Collection entries:
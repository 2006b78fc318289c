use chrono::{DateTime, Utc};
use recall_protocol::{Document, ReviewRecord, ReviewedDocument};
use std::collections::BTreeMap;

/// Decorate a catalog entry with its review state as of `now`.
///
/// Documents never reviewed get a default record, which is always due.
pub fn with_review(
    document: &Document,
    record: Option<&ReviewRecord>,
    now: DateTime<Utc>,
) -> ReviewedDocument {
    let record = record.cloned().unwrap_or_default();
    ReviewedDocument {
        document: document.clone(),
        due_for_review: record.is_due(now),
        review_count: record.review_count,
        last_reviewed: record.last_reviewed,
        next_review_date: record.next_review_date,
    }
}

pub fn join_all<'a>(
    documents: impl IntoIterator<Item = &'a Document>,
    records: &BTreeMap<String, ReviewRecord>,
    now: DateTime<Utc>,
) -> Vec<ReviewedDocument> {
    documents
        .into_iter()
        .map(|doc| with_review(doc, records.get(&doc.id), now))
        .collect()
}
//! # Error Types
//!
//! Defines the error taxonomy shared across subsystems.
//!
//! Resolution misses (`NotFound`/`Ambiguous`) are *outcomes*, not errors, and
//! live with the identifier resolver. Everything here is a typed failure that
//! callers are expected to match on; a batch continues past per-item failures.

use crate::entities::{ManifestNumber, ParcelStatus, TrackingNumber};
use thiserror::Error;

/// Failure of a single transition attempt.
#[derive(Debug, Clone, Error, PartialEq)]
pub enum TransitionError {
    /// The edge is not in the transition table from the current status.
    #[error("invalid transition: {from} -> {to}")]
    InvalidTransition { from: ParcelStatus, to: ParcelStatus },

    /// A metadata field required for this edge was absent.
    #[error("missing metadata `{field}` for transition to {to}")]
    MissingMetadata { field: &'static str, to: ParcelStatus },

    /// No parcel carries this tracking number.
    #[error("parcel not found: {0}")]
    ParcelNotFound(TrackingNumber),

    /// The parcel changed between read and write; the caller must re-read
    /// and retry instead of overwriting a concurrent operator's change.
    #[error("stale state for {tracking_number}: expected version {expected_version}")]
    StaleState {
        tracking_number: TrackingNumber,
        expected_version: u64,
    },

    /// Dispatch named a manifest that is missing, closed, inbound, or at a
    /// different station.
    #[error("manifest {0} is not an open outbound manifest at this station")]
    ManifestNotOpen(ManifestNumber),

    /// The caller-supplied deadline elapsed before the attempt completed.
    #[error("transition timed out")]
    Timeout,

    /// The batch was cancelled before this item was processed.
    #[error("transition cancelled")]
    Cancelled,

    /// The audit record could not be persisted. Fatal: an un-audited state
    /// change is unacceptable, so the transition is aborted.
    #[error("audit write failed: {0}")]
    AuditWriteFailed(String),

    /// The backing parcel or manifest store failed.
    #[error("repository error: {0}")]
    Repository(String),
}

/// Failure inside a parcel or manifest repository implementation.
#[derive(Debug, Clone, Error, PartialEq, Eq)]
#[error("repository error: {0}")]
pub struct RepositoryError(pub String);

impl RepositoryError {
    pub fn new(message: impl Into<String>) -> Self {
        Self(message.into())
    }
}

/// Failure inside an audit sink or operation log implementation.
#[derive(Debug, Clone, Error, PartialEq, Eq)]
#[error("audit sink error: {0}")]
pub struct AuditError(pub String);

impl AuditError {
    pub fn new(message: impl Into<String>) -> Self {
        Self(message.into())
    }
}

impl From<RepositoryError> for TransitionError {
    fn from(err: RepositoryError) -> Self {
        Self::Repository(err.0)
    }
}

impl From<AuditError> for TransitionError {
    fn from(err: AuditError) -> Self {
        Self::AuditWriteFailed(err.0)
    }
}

---

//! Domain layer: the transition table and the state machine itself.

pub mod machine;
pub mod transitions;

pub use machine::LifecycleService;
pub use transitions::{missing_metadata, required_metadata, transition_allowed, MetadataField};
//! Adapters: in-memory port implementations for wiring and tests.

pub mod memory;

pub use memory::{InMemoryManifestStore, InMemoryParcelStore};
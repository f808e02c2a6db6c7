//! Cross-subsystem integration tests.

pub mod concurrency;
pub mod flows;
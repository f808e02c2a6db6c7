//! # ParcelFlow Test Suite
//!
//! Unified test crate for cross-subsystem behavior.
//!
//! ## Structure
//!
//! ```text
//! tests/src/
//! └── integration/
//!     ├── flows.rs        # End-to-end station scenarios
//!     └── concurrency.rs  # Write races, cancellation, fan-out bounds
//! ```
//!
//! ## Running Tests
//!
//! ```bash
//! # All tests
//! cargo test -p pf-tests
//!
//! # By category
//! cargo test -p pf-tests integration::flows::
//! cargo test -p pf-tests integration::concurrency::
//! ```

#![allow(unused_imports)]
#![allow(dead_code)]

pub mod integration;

*Work to complete*
What lines of the preceding data include the string "station"? Pull them out.

*Task solution*
    /// different station.
    #[error("manifest {0} is not an open outbound manifest at this station")]
//!     ├── flows.rs        # End-to-end station scenarios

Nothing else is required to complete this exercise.